再生するほどのものがあるかどうか:乃南アサ『再生の朝』 | 灰色の脳細胞:JAZZよりほかに聴くものもなし

再生するほどのものがあるかどうか:乃南アサ『再生の朝』



乃南 アサ
再生の朝』(新潮文庫)

深夜、電波が入った20代前半の女性ジャンキーが高速バス内にて元彼の乗務員を殺害した挙句、運転手を脅迫し目的地とはまったく異なる場所へ向かうように指示するのだが、どこぞともわからぬ山道で崖に激突し、乗客たち12人は暗闇のなかで恐怖と生命の危機に脅えながらも、それまでの自分とは異なった新しい自分を見出してゆく。

タイトルどおりさまざまな人生を抱えた登場人物たちの自己発見がメインとなるのだが、まず彼らの背負っているものがさほど見えてこない。もちろん彼らがバスに乗り込むまでに多元描写を駆使し、それぞれの背景を読者へ提示するわけだが、そこに共感も同情もなく、ただのキャラ紹介に終わっているのが痛い。普通の探小ならそれでいいかもしれないが、とりあえず「再生」を謳っているのである。何が再生なのか、何からの再生なのかがもう少し迫ってこないことには始まらない。
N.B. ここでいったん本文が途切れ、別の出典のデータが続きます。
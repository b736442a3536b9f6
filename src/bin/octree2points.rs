use clap::Parser;
use std::error::Error;
use std::path::{Path, PathBuf};
use std::process::ExitCode;

use mortree::prelude::*;

/// Reconstruct oriented point sets from serialized octrees.
#[derive(Parser, Debug)]
#[command(name = "octree2points")]
struct Args {
    /// Input .octree files
    #[arg(required = true)]
    filenames: Vec<PathBuf>,

    /// Output directory
    #[arg(long, default_value = ".")]
    output_path: PathBuf,

    /// First level to export
    #[arg(long, default_value_t = 0)]
    depth_start: i32,

    /// Last level to export
    #[arg(long, default_value_t = 10)]
    depth_end: i32,

    /// Also export an ASCII PLY next to each .points file
    #[arg(long)]
    ply: bool,
}

fn process(file: &Path, args: &Args) -> Result<(), Box<dyn Error>> {
    let octree = Octree::read_file(file)?;
    let points = octree.extract_points(args.depth_start, args.depth_end)?;

    let stem = file
        .file_stem()
        .map(|s| s.to_string_lossy().into_owned())
        .unwrap_or_else(|| "points".to_string());
    let output = args.output_path.join(format!("{stem}.points"));
    points.write_file(&output)?;
    if args.ply {
        points.write_ply(args.output_path.join(format!("{stem}.ply")))?;
    }

    tracing::info!(
        input = %file.display(),
        output = %output.display(),
        points = points.num_points(),
        "point set written"
    );
    Ok(())
}

fn main() -> ExitCode {
    tracing_subscriber::fmt::init();
    let args = Args::parse();

    let mut failed = false;
    for file in &args.filenames {
        if let Err(err) = process(file, &args) {
            tracing::error!(input = %file.display(), "{err}");
            failed = true;
        }
    }

    if failed {
        ExitCode::FAILURE
    } else {
        ExitCode::SUCCESS
    }
}
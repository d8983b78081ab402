use ratatui::{
    layout::Rect,
    style::{Modifier, Style},
    text::{Line, Span},
    widgets::{Paragraph, Wrap},
    Frame,
};

use crate::app::{App, Shortcut};
use crate::ui::theme::{link_color, ACCENT};

/// Suggested prompts and quick actions of the latest assistant message.
pub fn render(f: &mut Frame, area: Rect, app: &App) {
    let shortcuts = app.shortcuts();
    if shortcuts.is_empty() || app.widget.is_waiting() {
        return;
    }

    let mut spans = Vec::new();
    for (i, shortcut) in shortcuts.iter().enumerate() {
        let focused = app.focused_shortcut == Some(i);
        let (text, color) = match shortcut {
            Shortcut::Prompt(prompt) => (format!(" {prompt} "), ACCENT),
            Shortcut::Link(action) => (
                format!(" {} {} ", action.marker(), action.label),
                link_color(action.leaves_app()),
            ),
        };
        let style = if focused {
            Style::default()
                .fg(ratatui::style::Color::Black)
                .bg(color)
                .add_modifier(Modifier::BOLD)
        } else {
            Style::default().fg(color)
        };
        spans.push(Span::styled(text, style));
        spans.push(Span::raw(" "));
    }

    let paragraph = Paragraph::new(Line::from(spans)).wrap(Wrap { trim: true });
    f.render_widget(paragraph, area);
}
しかし、電波によるバスジャックという側面もさほど緊張感を生んでいない。登場人物たちに筆を割いたことで、彼女の電波ぶりがぼやけてしまったからである。したがってどの点から読もうとも中途半端である感は否めない。それなりにバスジャックの行き着く先が気になったので退屈はしなかったが。

ちなみに「再生」に参加できない人間がひとりだけいるのだが、実に救いがなく、爽快であった。